AIM OF THE EXERCISE -
State how many lines in the listing below include the word "filename", and add nothing besides the number.

■ ■ ■ ■ ■ ■ ■

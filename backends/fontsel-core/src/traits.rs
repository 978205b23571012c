// this_file: backends/fontsel-core/src/traits.rs

//! Seams to the host and the filesystem.

use crate::types::{EntityKind, FontHandle, FontResource, FontVariant, SelectorState};
use crate::Result;
use camino::Utf8Path;

/// Loads font files into resources.
///
/// The returned resource must be inert: it is not in use until an entity
/// stores a handle to it.
pub trait FontLoader: Send + Sync {
    /// Load the variant's face from its file, naming the resource after
    /// `variant.resource_name`.
    fn load(&self, variant: &FontVariant) -> Result<FontResource>;
}

/// Existence checks used to validate cached resources.
pub trait FileSystem: Send + Sync {
    fn exists(&self, path: &Utf8Path) -> bool;
}

/// A host entity that can carry a font (text object or text strip).
pub trait TextEntity {
    fn kind(&self) -> EntityKind;

    /// Current font resource.
    fn font(&self) -> Option<&FontHandle>;

    fn set_font(&mut self, font: Option<FontHandle>);

    /// Reset the auxiliary type-face slots (bold, italic, bold-italic).
    ///
    /// Strips have none, hence the no-op default.
    fn set_type_face_slots(&mut self, _font: Option<FontHandle>) {}

    fn state(&self) -> &SelectorState;

    fn state_mut(&mut self) -> &mut SelectorState;
}

impl<T: TextEntity + ?Sized> TextEntity for &mut T {
    fn kind(&self) -> EntityKind {
        (**self).kind()
    }

    fn font(&self) -> Option<&FontHandle> {
        (**self).font()
    }

    fn set_font(&mut self, font: Option<FontHandle>) {
        (**self).set_font(font)
    }

    fn set_type_face_slots(&mut self, font: Option<FontHandle>) {
        (**self).set_type_face_slots(font)
    }

    fn state(&self) -> &SelectorState {
        (**self).state()
    }

    fn state_mut(&mut self) -> &mut SelectorState {
        (**self).state_mut()
    }
}
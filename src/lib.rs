// this_file: src/lib.rs

//! fontsel: font family selection with shared-resource caching, cohort
//! synchronization and persisted favorites.
//!
//! This crate re-exports the workspace members:
//!
//! - [`core`]: cache, catalog, update gate, sync engine, favorites
//! - [`fs`]: memory-mapped loader and face probing
//! - [`fontdb`]: directory scanning into a catalog
//! - [`api`]: the guarded selector entry points

pub use fontsel_api as api;
pub use fontsel_core as core;
pub use fontsel_fontdb as fontdb;
pub use fontsel_fs as fs;

pub use fontsel_api::{Direction, FamilyRow, FontSelector, SharedSelector, UpdateOutcome};
pub use fontsel_core::{
    EntityKind, FamilyCatalog, FontHandle, FontselError, Result, SelectorConfig, SelectorState,
    TextEntity,
};

use fontsel_fontdb::FontScanner;
use fontsel_fs::{FsFontLoader, OsFileSystem};
use std::sync::Arc;

/// Scan the configured font directories and build a selector backed by the
/// real filesystem.
pub fn selector_from_config(config: SelectorConfig) -> FontSelector {
    let catalog = FontScanner::from_config(&config).scan();
    FontSelector::new(
        config,
        catalog,
        Arc::new(FsFontLoader::new()),
        Arc::new(OsFileSystem),
    )
}
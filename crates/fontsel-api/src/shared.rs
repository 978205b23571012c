// this_file: crates/fontsel-api/src/shared.rs

//! Thread-safe wrapper for hosts that dispatch updates from several threads.
//!
//! Every entry point runs under one lock, which serializes cache mutation,
//! the suppression flag and whole propagation passes per selector.

use crate::selector::FontSelector;
use parking_lot::{Mutex, MutexGuard};
use std::sync::Arc;

/// Cloneable, lock-protected [`FontSelector`].
#[derive(Clone)]
pub struct SharedSelector {
    inner: Arc<Mutex<FontSelector>>,
}

impl SharedSelector {
    pub fn new(selector: FontSelector) -> Self {
        Self {
            inner: Arc::new(Mutex::new(selector)),
        }
    }

    /// Lock the selector for one or more entry point calls.
    pub fn lock(&self) -> MutexGuard<'_, FontSelector> {
        self.inner.lock()
    }

    /// Run `f` with exclusive access to the selector.
    pub fn with<T>(&self, f: impl FnOnce(&mut FontSelector) -> T) -> T {
        let mut guard = self.inner.lock();
        f(&mut guard)
    }
}

impl From<FontSelector> for SharedSelector {
    fn from(selector: FontSelector) -> Self {
        Self::new(selector)
    }
}
// this_file: fuzz/fuzz_targets/favorites_document.rs

#![no_main]

use fontsel_core::FavoriteSet;
use libfuzzer_sys::fuzz_target;

fuzz_target!(|data: &[u8]| {
    if let Ok(set) = FavoriteSet::from_json(data) {
        // Parsed documents never hold duplicates and survive a rewrite
        let names: Vec<&str> = set.iter().collect();
        let mut unique = names.clone();
        unique.sort_unstable();
        unique.dedup();
        assert_eq!(unique.len(), names.len());

        let json = set.to_json().unwrap();
        let reparsed = FavoriteSet::from_json(json.as_bytes()).unwrap();
        assert_eq!(reparsed, set);
    }
});
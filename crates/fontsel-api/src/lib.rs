// this_file: crates/fontsel-api/src/lib.rs

//! Guarded selector entry points: select family, select variant, toggle
//! favorite, switch, relink and catalog reload.

pub mod selector;
pub mod shared;

pub use selector::{Direction, FamilyRow, FontSelector, UpdateOutcome};
pub use shared::SharedSelector;
//! CSV export of the publication log.

use std::fs::File;
use std::io::{self, Write};
use std::path::Path;

use super::PublicationRow;

/// Column header of the publication export.
const HEADER: &str = "step,unique_id,name,value,unit,device_class,state_class,attributes";

/// Exports publications to a CSV file at the given path.
///
/// Writes a header row followed by one row per publication, in the order
/// given. Produces deterministic output for identical inputs.
///
/// # Errors
///
/// Returns an `io::Error` if file creation or writing fails.
pub fn export_csv(rows: &[PublicationRow], path: &Path) -> io::Result<()> {
    let file = File::create(path)?;
    let buf = io::BufWriter::new(file);
    write_csv(rows, buf)
}

/// Writes publications as CSV to any writer.
///
/// Missing values and units are written as empty cells; `attributes` holds
/// the attribute map as a JSON object.
///
/// # Errors
///
/// Returns an `io::Error` if writing or attribute encoding fails.
pub fn write_csv(rows: &[PublicationRow], writer: impl Write) -> io::Result<()> {
    let mut wtr = csv::WriterBuilder::new().from_writer(writer);

    wtr.write_record(HEADER.split(','))?;

    for row in rows {
        let s = &row.state;
        let attributes = serde_json::to_string(&s.attributes).map_err(io::Error::other)?;
        wtr.write_record(&[
            row.step.to_string(),
            s.unique_id.clone(),
            s.name.clone(),
            s.value.map(|v| format!("{v:.3}")).unwrap_or_default(),
            s.unit.clone().unwrap_or_default(),
            s.device_class.to_string(),
            s.state_class.to_string(),
            attributes,
        ])?;
    }

    wtr.flush()?;
    Ok(())
}
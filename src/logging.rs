//! Tracing subscriber setup for the binary.

use tracing_subscriber::{EnvFilter, fmt, layer::SubscriberExt, util::SubscriberInitExt};

/// Default filter when `RUST_LOG` is unset.
pub const DEFAULT_FILTER: &str = "info";

/// Installs the global subscriber: `RUST_LOG` filtering and a stderr `fmt`
/// layer, as JSON lines when `json` is set.
///
/// Calling it a second time leaves the first subscriber in place.
pub fn init_tracing(json: bool) {
    let filter = EnvFilter::try_from_default_env().unwrap_or_else(|_| DEFAULT_FILTER.into());
    let registry = tracing_subscriber::registry().with(filter);
    let result = if json {
        registry
            .with(fmt::layer().json().with_writer(std::io::stderr))
            .try_init()
    } else {
        registry
            .with(fmt::layer().with_writer(std::io::stderr))
            .try_init()
    };
    if let Err(e) = result {
        tracing::debug!("tracing already initialised: {e}");
    }
}

#[cfg(test)]
mod tests {
    use super::*;

    #[test]
    fn repeated_init_does_not_panic() {
        init_tracing(false);
        init_tracing(true);
    }
}
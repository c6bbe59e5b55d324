//! Shared test fixtures for integration tests.

#![allow(dead_code)]

use powermix::config::EntryConfig;
use powermix::host::{MemoryHost, SourceState};

/// Household entry: kW main meter, two consumers, and a PV producer.
pub fn household_entry() -> EntryConfig {
    EntryConfig {
        included_sensors: vec!["sensor.heat_pump".to_string(), "sensor.ev".to_string()],
        producer_sensors: vec!["sensor.pv".to_string()],
        ..EntryConfig::new("home", "sensor.main")
    }
}

/// Same household without the producer.
pub fn consumers_only_entry() -> EntryConfig {
    EntryConfig {
        producer_sensors: Vec::new(),
        ..household_entry()
    }
}

/// Host seeded with a 2 kW main reading and 600 W of known consumers.
pub fn seeded_host() -> MemoryHost {
    let mut host = MemoryHost::new();
    host.set_state(
        "sensor.main",
        SourceState::new("2")
            .with_unit("kW")
            .with_friendly_name("Grid Meter"),
    );
    host.set_state(
        "sensor.heat_pump",
        SourceState::new(450).with_unit("W").with_friendly_name("Heat Pump"),
    );
    host.set_state("sensor.ev", SourceState::new(150.0).with_unit("W"));
    host
}

/// Latest value published by `unique_id`.
pub fn latest_value(host: &MemoryHost, unique_id: &str) -> Option<f64> {
    host.latest(unique_id).and_then(|s| s.value)
}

■ ■ ■ ■ ■ ■ ■

FINAL ANSWER -
5